The previous part, ‘Constructing Meaning through Policy Work,’ emphasized the ambiguities of policy-making, but the enactment of policy realities remained rather ‘local.’ Chapter 4 mainly focused on the construction of meaning in concrete ‘learning networks’ that were formed in order to redevelop buildings. Chapter 5 focused on working relations between economic experts and policymakers within (and around) one organization, the Dutch Bureau for Economic Policy Analysis. Although the next two chapters also emphasize policy enactment, they deviate in a few major ways. First of all, they are less ‘local’ in the sense that they describe policy practices that cut across many institutes, agencies and organizations. Although the perspectives are clear – the roles of two ‘hybrid’ science and policy institutes are highlighted (the Rathenau Institute, and the National Initiative for Sustainable Development) – these institutes have had to work with many other actors and parties in order to accomplish certain goals.

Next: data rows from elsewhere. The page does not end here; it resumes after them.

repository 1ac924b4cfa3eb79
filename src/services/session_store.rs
//! In-memory session store.
//!
//! Sessions are shared between the supervisor that drives them and callers
//! polling their status, so every mutation goes through this store and the
//! state-machine rules on [`Session`]. Terminal states are sticky: status
//! changes after `complete`, `error` or `cancelled` are rejected, phase and
//! progress updates are ignored, and reads keep working.

use std::collections::HashMap;
use std::sync::Arc;
use tokio::sync::RwLock;
use tracing::{debug, instrument};

use crate::domain::errors::{DomainError, DomainResult};
use crate::domain::models::{
    AgentState, AgentStatus, AggregatedResult, InvestigationRequest, MacroPhase, ScenarioResult,
    Session, SessionFailure, SessionStatus,
};

#[derive(Debug, Clone, Default)]
pub struct SessionStore {
    sessions: Arc<RwLock<HashMap<String, Session>>>,
}

impl SessionStore {
    pub fn new() -> Self {
        Self::default()
    }

    /// Create a session in `initializing` with a fresh id.
    #[instrument(skip(self, request), fields(repo = %request.repo_path.display()))]
    pub async fn create(&self, request: InvestigationRequest) -> Session {
        let session = Session::new(Session::generate_id(), request);
        self.sessions
            .write()
            .await
            .insert(session.id.clone(), session.clone());
        debug!(session_id = %session.id, "Session created");
        session
    }

    /// Snapshot of a session. Records the read time.
    pub async fn get(&self, session_id: &str) -> DomainResult<Session> {
        self.mutate(session_id, |session| {
            session.last_checked = chrono::Utc::now();
            Ok(session.clone())
        })
        .await
    }

    pub async fn list(&self) -> Vec<Session> {
        let mut sessions: Vec<Session> = self.sessions.read().await.values().cloned().collect();
        sessions.sort_by(|a, b| a.created_at.cmp(&b.created_at));
        sessions
    }

    pub async fn transition(&self, session_id: &str, next: SessionStatus) -> DomainResult<()> {
        self.mutate(session_id, |session| session.transition_to(next))
            .await
    }

    /// Record the supervisor's position. Returns false once the session has ended.
    pub async fn set_phase(
        &self,
        session_id: &str,
        phase: MacroPhase,
        iteration: u32,
        progress: u8,
    ) -> DomainResult<bool> {
        self.mutate(session_id, |session| {
            if session.status.is_terminal() {
                return Ok(false);
            }
            session.phase = phase;
            session.iteration = iteration;
            session.progress = progress.min(99);
            Ok(true)
        })
        .await
    }

    pub async fn log(
        &self,
        session_id: &str,
        source: &str,
        message: impl Into<String>,
    ) -> DomainResult<()> {
        let message = message.into();
        self.mutate(session_id, |session| {
            session.log(source, message);
            Ok(())
        })
        .await
    }

    pub async fn register_agent(&self, session_id: &str, agent: AgentState) -> DomainResult<()> {
        self.mutate(session_id, |session| {
            if session.agent_mut(&agent.id).is_none() {
                session.agents.push(agent);
            }
            Ok(())
        })
        .await
    }

    /// Update a tracked agent. Returns false when the agent already finished.
    pub async fn update_agent(
        &self,
        session_id: &str,
        agent_id: &str,
        status: AgentStatus,
        progress: u8,
        error: Option<String>,
    ) -> DomainResult<bool> {
        self.mutate(session_id, |session| {
            let agent = session
                .agent_mut(agent_id)
                .ok_or_else(|| DomainError::AgentNotFound {
                    session_id: session_id.to_string(),
                    agent_id: agent_id.to_string(),
                })?;
            Ok(agent.update(status, progress, error))
        })
        .await
    }

    /// Mark every agent that has not finished as failed.
    pub async fn fail_unfinished_agents(&self, session_id: &str, reason: &str) -> DomainResult<usize> {
        self.mutate(session_id, |session| {
            let mut failed = 0;
            for agent in &mut session.agents {
                let progress = agent.progress;
                if agent.update(AgentStatus::Error, progress, Some(reason.to_string())) {
                    failed += 1;
                }
            }
            Ok(failed)
        })
        .await
    }

    pub async fn push_results(
        &self,
        session_id: &str,
        results: Vec<ScenarioResult>,
    ) -> DomainResult<()> {
        self.mutate(session_id, |session| {
            session.scenario_results.extend(results);
            Ok(())
        })
        .await
    }

    pub async fn complete(&self, session_id: &str, result: AggregatedResult) -> DomainResult<()> {
        self.mutate(session_id, |session| session.complete(result))
            .await
    }

    pub async fn fail(&self, session_id: &str, failure: SessionFailure) -> DomainResult<()> {
        self.mutate(session_id, |session| session.fail(failure))
            .await
    }

    async fn mutate<T>(
        &self,
        session_id: &str,
        f: impl FnOnce(&mut Session) -> DomainResult<T>,
    ) -> DomainResult<T> {
        let mut sessions = self.sessions.write().await;
        let session = sessions
            .get_mut(session_id)
            .ok_or_else(|| DomainError::SessionNotFound(session_id.to_string()))?;
        f(session)
    }
}

#[cfg(test)]
mod tests {
    use super::*;
    use crate::domain::models::FailureKind;

    fn request() -> InvestigationRequest {
        InvestigationRequest::new("TypeError: x is undefined", "/tmp")
    }

    #[tokio::test]
    async fn test_terminal_status_is_sticky() {
        let store = SessionStore::new();
        let session = store.create(request()).await;
        store.transition(&session.id, SessionStatus::Running).await.unwrap();
        store
            .fail(&session.id, SessionFailure::new(FailureKind::Cancelled, "caller cancelled"))
            .await
            .unwrap();

        let err = store
            .complete(&session.id, AggregatedResult::no_solution())
            .await
            .unwrap_err();
        assert!(matches!(err, DomainError::InvalidStateTransition { .. }));
        assert!(!store
            .set_phase(&session.id, MacroPhase::Act, 2, 50)
            .await
            .unwrap());

        let snapshot = store.get(&session.id).await.unwrap();
        assert_eq!(snapshot.status, SessionStatus::Cancelled);
        assert!(snapshot.final_result.is_none());
    }

    #[tokio::test]
    async fn test_unknown_session() {
        let store = SessionStore::new();
        assert!(matches!(
            store.get("session-0-deadbeef").await,
            Err(DomainError::SessionNotFound(_))
        ));
    }

    #[tokio::test]
    async fn test_agents_are_tracked() {
        let store = SessionStore::new();
        let session = store.create(request()).await;
        store
            .register_agent(&session.id, AgentState::scenario("scenario-1-1", "debug-x-1-0"))
            .await
            .unwrap();
        store
            .register_agent(&session.id, AgentState::scenario("scenario-1-2", "debug-x-2-0"))
            .await
            .unwrap();
        assert!(store
            .update_agent(&session.id, "scenario-1-1", AgentStatus::Complete, 100, None)
            .await
            .unwrap());

        let failed = store.fail_unfinished_agents(&session.id, "cancelled").await.unwrap();
        assert_eq!(failed, 1);

        let snapshot = store.get(&session.id).await.unwrap();
        assert_eq!(snapshot.agents[0].status, AgentStatus::Complete);
        assert_eq!(snapshot.agents[1].status, AgentStatus::Error);
        assert!(matches!(
            store
                .update_agent(&session.id, "scenario-9-9", AgentStatus::Running, 10, None)
                .await,
            Err(DomainError::AgentNotFound { .. })
        ));
    }

    #[tokio::test]
    async fn test_get_records_read_time() {
        let store = SessionStore::new();
        let session = store.create(request()).await;
        tokio::time::sleep(std::time::Duration::from_millis(5)).await;
        let snapshot = store.get(&session.id).await.unwrap();
        assert!(snapshot.last_checked > session.last_checked);
    }
}
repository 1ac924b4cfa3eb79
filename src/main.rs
//! Sleuth CLI entry point.

use clap::Parser;
use std::path::Path;

use sleuth::cli::commands::{self, config as config_cmd, investigate, report, worker};
use sleuth::cli::{handle_error, Cli, Commands};
use sleuth::infrastructure::logging::LoggerImpl;

#[tokio::main]
async fn main() {
    let cli = Cli::parse();

    let config = match commands::load_config(cli.config_file.as_deref()) {
        Ok(config) => config,
        Err(err) => handle_error(err, cli.json),
    };
    let logger = match LoggerImpl::init(&config.logging) {
        Ok(logger) => logger,
        Err(err) => handle_error(err, cli.json),
    };

    let config_file = cli.config_file.as_deref().map(Path::new);
    let result = match cli.command {
        Commands::Investigate(args) => {
            investigate::execute(args, config, config_file, cli.json).await
        }
        Commands::Worker(args) => worker::execute(args, config).await,
        Commands::Config(args) => config_cmd::execute(args, config, cli.json).map(|()| 0),
        Commands::Report(args) => report::execute(args, config, cli.json).await.map(|()| 0),
    };

    match result {
        Ok(0) => {}
        Ok(code) => {
            drop(logger);
            std::process::exit(code);
        }
        Err(err) => {
            drop(logger);
            handle_error(err, cli.json);
        }
    }
}
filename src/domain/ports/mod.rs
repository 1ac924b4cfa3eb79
//! Port trait definitions (Hexagonal Architecture)
//!
//! This module defines async trait interfaces that infrastructure adapters must implement:
//! - CompletionClient: text-generation backends
//! - CapabilityBroker: version-control and file/command operations
//! - ReportStore / ObservationStore: the per-session memory bank
//! - WorkspaceProvisioner: isolated branch workspaces
//! - WorkerLauncher: isolated trial worker execution

pub mod capability_broker;
pub mod completion_client;
pub mod storage;
pub mod worker_launcher;
pub mod workspace;

pub use capability_broker::{CapabilityBroker, CapabilityConnection};
pub use completion_client::{CompletionClient, CompletionClientFactory};
pub use storage::{ObservationStore, ProgressLog, ReportStore};
pub use worker_launcher::WorkerLauncher;
pub use workspace::WorkspaceProvisioner;
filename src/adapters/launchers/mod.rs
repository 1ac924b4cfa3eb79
pub mod process;

pub use process::ProcessWorkerLauncher;
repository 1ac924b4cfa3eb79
//! Per-project progress journal: one markdown line per finished session.

use async_trait::async_trait;
use chrono::Utc;
use std::path::{Path, PathBuf};
use tokio::io::AsyncWriteExt;

use super::{file_component, memory_bank_root};
use crate::domain::errors::DomainResult;
use crate::domain::models::{Session, SessionStatus};
use crate::domain::ports::ProgressLog;

#[derive(Debug, Clone)]
pub struct ProgressJournal {
    root: PathBuf,
}

impl ProgressJournal {
    pub fn new(data_root: impl AsRef<Path>) -> Self {
        Self {
            root: memory_bank_root(data_root.as_ref()),
        }
    }

    pub fn path(&self, project_id: &str) -> DomainResult<PathBuf> {
        Ok(self.root.join(file_component(project_id)?).join("progress.md"))
    }
}

#[async_trait]
impl ProgressLog for ProgressJournal {
    /// Append the summary line for a finished session.
    async fn append(&self, session: &Session) -> DomainResult<()> {
        let path = self.path(&session.request.project_id())?;
        if let Some(parent) = path.parent() {
            tokio::fs::create_dir_all(parent).await?;
        }
        let mut file = tokio::fs::OpenOptions::new()
            .create(true)
            .append(true)
            .open(&path)
            .await?;
        file.write_all(summary_line(session).as_bytes()).await?;
        file.flush().await?;
        Ok(())
    }
}

fn summary_line(session: &Session) -> String {
    let outcome = match (&session.status, &session.final_result, &session.failure) {
        (SessionStatus::Complete, Some(result), _) => format!(
            "complete, confidence {:.2}: {}",
            result.confidence,
            single_line(&result.primary_fix)
        ),
        (_, _, Some(failure)) => format!(
            "{} ({}): {}",
            session.status,
            failure.kind.as_str(),
            single_line(&failure.message)
        ),
        _ => session.status.to_string(),
    };
    format!(
        "- {} `{}` {} iteration(s), {} scenario(s): {} | {}\n",
        Utc::now().format("%Y-%m-%d %H:%M:%S"),
        session.id,
        session.iteration,
        session.scenario_results.len(),
        outcome,
        single_line(&session.request.error)
    )
}

fn single_line(text: &str) -> String {
    text.split_whitespace().collect::<Vec<_>>().join(" ")
}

Secondly, the chapters are less ‘local’ in the sense that it was difficult to localize the issues that were being addressed. In the two chapters, the hybrid institutes encountered difficulties in finding and fixing the issues. In both cases, the issues were only clear in a very general sense: the Rathenau Institute had to advise members of the Dutch Parliament about future ‘sustainable water management’ in the Netherlands, while the National Initiative for Sustainable Development was called upon to improve the Netherlands as a ‘sustainable society.’ These grand, vague goals not only produced major ambiguities – what does it mean? It also produced tensions between finding the right technical expertise and the appropriate political rationales, or, in Heclo's terms, between ‘puzzling’ and ‘powering,’ and between changing ideas about the future, as well as stable and institutionalized ideas and interests on the part of the parties involved. Their accounts are much more institutional than the ones we have thus far looked at.

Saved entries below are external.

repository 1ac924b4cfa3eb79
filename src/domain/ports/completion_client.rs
//! Completion client port - interface for text-generation backends.

use async_trait::async_trait;
use std::sync::Arc;

use crate::domain::errors::CompletionError;
use crate::domain::models::{LlmSettings, Message};

/// A text-completion backend.
///
/// Exactly one call per model turn; no streaming contract.
#[async_trait]
pub trait CompletionClient: Send + Sync {
    /// Backend name, for logging.
    fn name(&self) -> &'static str;

    /// Send the transcript and return the generated text.
    ///
    /// An empty reply is reported as `CompletionError::EmptyResponse`, never
    /// as `Ok("")`.
    async fn complete(&self, messages: &[Message]) -> Result<String, CompletionError>;
}

/// Builds completion clients from configuration.
pub trait CompletionClientFactory: Send + Sync {
    /// Resolve `settings` and build a client for it.
    fn create(&self, settings: &LlmSettings) -> Result<Arc<dyn CompletionClient>, CompletionError>;
}
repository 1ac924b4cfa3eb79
//! Capability adapters: version control, files and shell commands.

pub mod broker;
pub mod filesystem;
pub mod git;
pub mod processes;

pub use broker::{LocalCapabilityBroker, LocalConnection};
pub use filesystem::FileSystemCapability;
pub use processes::ProcessTable;
//! Output of the aggregator.

use serde::{Deserialize, Serialize};

use super::metrics::AnalysisMetrics;

/// Two successful trials mutated overlapping resources.
#[derive(Debug, Clone, PartialEq, Eq, Serialize, Deserialize)]
pub struct Conflict {
    pub scenarios: Vec<String>,
    pub reason: String,
}

/// One ranked, conflict-aware decision over a batch of reports.
#[derive(Debug, Clone, PartialEq, Serialize, Deserialize)]
#[serde(rename_all = "snake_case")]
pub struct AggregatedResult {
    pub success: bool,
    pub confidence: f64,
    pub primary_fix: String,
    /// Scenario the primary fix came from
    #[serde(default)]
    pub primary_scenario: Option<String>,
    #[serde(default)]
    pub supporting_fixes: Vec<String>,
    #[serde(default)]
    pub conflicts: Vec<Conflict>,
    pub metrics: AnalysisMetrics,
}

impl AggregatedResult {
    /// Result for a batch without a single successful trial.
    pub fn no_solution() -> Self {
        Self {
            success: false,
            confidence: 0.0,
            primary_fix: "no successful fixes found".to_string(),
            primary_scenario: None,
            supporting_fixes: Vec::new(),
            conflicts: Vec::new(),
            metrics: AnalysisMetrics::unresolved(),
        }
    }
}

Lydia Sterrenberg and Anne Loeber, who were themselves very involved in shaping the policy practices mentioned, both show and analyze what happened and what was done to arrive at certain goals, as well as the mistakes that were made. In fact, they mainly show how policy work involves institutional management, in the sense of attracting attention, influencing agendas and concerns, involving the right parties, and finding channels for securing a follow up.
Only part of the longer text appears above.